■ Action item:
Only lines with the string "simulate" should be returned from the data below.
Segment Start: Record excerpts
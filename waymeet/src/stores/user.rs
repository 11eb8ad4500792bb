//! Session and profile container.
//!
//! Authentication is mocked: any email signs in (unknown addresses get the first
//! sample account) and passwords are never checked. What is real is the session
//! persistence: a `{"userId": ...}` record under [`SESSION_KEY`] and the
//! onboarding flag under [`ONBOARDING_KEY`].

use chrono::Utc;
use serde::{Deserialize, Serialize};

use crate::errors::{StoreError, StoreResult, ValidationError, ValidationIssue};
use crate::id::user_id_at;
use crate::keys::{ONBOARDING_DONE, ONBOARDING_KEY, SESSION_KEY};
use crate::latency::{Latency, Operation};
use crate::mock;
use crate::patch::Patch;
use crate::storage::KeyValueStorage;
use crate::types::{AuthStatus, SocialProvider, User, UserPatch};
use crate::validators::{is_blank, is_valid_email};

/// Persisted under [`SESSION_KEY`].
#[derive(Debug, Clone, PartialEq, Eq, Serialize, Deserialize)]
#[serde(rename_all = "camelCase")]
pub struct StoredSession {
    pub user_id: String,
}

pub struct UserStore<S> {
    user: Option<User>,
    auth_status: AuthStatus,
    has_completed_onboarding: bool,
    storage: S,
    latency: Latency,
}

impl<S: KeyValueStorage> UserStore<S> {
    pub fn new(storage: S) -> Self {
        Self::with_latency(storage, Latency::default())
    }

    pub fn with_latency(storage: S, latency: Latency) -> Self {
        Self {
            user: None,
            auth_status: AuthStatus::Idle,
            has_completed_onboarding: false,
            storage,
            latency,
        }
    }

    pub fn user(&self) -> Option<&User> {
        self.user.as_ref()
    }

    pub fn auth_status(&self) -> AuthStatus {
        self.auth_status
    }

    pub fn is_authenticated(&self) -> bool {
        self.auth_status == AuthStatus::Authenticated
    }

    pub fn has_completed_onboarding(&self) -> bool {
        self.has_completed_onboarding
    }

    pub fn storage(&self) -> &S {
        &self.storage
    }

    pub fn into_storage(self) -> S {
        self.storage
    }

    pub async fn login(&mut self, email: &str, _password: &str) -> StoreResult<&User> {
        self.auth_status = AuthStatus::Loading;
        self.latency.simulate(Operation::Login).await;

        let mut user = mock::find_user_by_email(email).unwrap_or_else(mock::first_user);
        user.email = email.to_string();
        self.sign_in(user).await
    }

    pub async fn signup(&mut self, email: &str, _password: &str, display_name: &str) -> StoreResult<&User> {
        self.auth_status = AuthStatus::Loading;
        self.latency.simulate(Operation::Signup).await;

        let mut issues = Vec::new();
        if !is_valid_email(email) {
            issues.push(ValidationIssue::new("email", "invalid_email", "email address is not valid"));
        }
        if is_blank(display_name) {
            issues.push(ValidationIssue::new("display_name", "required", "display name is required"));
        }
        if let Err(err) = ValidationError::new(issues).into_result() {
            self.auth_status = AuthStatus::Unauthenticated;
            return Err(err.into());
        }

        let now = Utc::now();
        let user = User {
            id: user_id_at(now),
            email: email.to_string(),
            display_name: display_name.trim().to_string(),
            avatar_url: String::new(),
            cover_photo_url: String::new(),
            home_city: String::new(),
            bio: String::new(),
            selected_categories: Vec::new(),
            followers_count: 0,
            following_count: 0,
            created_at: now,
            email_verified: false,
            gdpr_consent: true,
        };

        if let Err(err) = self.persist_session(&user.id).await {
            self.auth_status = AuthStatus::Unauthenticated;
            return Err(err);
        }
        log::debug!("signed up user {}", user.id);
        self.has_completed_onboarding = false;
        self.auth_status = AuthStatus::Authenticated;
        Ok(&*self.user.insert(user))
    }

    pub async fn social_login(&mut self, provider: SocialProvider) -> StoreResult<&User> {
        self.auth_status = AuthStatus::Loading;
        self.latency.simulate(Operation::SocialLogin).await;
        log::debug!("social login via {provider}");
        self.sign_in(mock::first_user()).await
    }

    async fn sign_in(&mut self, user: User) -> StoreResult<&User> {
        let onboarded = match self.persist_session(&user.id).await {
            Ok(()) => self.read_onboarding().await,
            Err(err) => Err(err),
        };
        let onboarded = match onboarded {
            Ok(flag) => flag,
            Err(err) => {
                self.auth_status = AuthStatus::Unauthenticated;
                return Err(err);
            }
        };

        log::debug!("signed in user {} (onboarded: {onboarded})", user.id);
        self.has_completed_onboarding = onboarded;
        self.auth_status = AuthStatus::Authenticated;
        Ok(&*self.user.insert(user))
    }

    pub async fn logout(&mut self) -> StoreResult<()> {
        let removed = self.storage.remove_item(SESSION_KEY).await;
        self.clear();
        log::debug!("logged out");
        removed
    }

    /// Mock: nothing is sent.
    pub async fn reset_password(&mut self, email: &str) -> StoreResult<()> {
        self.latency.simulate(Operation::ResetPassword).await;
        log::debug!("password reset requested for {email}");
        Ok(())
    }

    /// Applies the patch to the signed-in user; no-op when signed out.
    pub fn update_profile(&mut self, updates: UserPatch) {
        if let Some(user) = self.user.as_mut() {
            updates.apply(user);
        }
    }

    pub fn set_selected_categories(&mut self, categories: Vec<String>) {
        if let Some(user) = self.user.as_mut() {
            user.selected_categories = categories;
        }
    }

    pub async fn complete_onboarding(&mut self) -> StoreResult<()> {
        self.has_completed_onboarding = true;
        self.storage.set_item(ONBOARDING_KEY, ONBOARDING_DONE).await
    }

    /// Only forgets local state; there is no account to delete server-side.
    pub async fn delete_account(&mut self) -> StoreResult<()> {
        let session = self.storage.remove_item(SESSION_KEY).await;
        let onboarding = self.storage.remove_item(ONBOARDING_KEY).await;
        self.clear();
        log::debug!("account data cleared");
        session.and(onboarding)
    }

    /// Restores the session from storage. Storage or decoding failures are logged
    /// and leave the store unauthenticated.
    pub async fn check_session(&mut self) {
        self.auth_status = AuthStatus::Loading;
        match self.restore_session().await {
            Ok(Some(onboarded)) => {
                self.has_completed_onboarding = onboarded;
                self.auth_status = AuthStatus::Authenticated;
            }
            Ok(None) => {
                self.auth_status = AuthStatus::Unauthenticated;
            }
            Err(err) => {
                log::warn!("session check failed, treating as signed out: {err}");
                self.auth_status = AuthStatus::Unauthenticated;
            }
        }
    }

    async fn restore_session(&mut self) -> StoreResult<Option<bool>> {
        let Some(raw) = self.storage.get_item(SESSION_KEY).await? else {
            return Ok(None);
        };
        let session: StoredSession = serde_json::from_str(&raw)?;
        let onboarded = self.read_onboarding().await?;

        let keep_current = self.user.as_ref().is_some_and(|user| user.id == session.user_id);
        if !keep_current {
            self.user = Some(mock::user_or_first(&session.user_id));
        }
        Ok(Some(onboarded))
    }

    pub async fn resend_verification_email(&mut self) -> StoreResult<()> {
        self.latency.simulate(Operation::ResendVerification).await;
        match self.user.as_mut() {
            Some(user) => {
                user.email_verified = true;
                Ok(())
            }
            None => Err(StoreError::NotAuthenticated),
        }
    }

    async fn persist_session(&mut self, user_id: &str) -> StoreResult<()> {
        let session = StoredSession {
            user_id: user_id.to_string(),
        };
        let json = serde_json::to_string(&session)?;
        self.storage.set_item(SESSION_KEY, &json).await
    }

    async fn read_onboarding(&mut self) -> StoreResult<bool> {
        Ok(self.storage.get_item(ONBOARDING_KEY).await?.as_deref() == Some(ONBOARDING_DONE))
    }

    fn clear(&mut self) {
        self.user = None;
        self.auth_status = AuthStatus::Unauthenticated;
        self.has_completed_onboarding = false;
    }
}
Segment End: Record excerpts
■ Reply:
        self.latency.simulate(Operation::Login).await;
        self.latency.simulate(Operation::Signup).await;
        self.latency.simulate(Operation::SocialLogin).await;
        self.latency.simulate(Operation::ResetPassword).await;
        self.latency.simulate(Operation::ResendVerification).await;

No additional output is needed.